Top of PROVIDED RECORDS
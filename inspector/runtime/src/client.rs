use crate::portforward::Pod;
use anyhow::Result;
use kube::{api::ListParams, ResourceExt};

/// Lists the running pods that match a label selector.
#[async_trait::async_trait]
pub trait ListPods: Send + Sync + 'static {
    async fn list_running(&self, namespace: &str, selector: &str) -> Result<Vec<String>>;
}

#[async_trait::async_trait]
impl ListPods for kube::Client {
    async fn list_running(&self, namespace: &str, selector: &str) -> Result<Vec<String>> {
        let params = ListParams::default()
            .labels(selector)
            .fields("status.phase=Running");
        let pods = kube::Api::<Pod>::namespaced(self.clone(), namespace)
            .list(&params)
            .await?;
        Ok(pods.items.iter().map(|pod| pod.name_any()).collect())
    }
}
Bottom of PROVIDED RECORDS
Top of PROVIDED RECORDS
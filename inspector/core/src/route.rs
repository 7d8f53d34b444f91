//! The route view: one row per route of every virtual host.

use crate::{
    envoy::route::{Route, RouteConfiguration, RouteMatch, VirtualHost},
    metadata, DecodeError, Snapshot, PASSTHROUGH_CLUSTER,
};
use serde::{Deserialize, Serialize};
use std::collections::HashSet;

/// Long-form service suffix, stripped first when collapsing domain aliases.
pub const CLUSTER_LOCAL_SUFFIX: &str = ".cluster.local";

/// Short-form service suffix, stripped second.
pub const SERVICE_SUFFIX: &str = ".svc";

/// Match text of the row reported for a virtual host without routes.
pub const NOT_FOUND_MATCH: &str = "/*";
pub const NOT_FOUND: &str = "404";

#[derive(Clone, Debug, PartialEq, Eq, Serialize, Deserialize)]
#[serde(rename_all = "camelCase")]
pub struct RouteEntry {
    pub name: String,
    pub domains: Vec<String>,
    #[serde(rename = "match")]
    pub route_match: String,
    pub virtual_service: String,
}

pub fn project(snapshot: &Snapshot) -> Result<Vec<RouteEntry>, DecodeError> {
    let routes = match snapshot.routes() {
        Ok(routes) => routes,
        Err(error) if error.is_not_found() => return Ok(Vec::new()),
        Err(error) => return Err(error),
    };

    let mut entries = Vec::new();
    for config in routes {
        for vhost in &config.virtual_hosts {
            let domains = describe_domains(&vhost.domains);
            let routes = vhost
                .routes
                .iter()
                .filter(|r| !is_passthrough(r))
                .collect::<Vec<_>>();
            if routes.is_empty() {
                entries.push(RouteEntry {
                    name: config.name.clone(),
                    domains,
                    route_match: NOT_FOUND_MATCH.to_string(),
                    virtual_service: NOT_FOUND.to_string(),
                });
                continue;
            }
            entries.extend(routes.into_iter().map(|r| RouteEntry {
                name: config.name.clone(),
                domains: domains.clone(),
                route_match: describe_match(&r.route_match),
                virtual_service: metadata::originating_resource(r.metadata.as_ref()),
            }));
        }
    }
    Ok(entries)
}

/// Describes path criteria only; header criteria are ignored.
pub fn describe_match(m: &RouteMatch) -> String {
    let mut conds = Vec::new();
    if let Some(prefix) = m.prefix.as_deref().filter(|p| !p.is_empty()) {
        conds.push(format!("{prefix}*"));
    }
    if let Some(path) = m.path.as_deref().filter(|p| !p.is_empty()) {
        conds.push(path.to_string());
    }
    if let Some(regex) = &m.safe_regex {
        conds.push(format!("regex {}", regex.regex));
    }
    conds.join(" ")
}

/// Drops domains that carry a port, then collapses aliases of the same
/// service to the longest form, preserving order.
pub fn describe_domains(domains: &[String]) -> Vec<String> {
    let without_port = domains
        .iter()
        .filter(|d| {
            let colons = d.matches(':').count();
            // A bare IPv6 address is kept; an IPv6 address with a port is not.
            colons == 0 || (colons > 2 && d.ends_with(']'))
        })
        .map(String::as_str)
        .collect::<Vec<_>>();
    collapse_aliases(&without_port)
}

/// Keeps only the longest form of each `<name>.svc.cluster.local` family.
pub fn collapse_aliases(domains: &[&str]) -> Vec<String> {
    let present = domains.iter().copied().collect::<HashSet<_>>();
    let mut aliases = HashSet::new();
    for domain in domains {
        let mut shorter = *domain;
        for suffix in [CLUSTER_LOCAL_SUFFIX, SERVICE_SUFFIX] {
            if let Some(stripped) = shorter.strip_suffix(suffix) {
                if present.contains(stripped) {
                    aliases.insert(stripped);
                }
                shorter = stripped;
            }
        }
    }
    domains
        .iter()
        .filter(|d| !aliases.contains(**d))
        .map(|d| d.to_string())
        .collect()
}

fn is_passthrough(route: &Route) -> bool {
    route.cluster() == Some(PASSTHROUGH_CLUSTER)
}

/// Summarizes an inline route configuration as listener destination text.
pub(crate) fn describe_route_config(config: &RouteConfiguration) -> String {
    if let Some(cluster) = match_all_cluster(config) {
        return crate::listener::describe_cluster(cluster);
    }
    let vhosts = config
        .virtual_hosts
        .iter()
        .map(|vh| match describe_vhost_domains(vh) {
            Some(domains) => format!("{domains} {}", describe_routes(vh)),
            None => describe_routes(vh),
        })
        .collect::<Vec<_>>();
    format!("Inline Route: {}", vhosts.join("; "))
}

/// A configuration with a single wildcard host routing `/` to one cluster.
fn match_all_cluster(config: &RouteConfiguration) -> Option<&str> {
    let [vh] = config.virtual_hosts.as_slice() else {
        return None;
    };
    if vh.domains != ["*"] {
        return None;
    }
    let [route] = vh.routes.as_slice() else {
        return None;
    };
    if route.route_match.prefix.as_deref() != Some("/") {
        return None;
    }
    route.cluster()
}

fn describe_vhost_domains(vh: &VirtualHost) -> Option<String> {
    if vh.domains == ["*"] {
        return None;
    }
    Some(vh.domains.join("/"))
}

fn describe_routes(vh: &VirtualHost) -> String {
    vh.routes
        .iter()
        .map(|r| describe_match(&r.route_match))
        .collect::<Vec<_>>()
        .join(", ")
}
Bottom of PROVIDED RECORDS
## REQUIREMENT
Repeat the entries above verbatim, but only from the line that has "let present = domains.iter().copied().collect::<HashSet<_>>();" down to the line that has "for suffix in", inclusive.

## EXPECTED OUTPUT
    let present = domains.iter().copied().collect::<HashSet<_>>();
    let mut aliases = HashSet::new();
    for domain in domains {
        let mut shorter = *domain;
        for suffix in [CLUSTER_LOCAL_SUFFIX, SERVICE_SUFFIX] {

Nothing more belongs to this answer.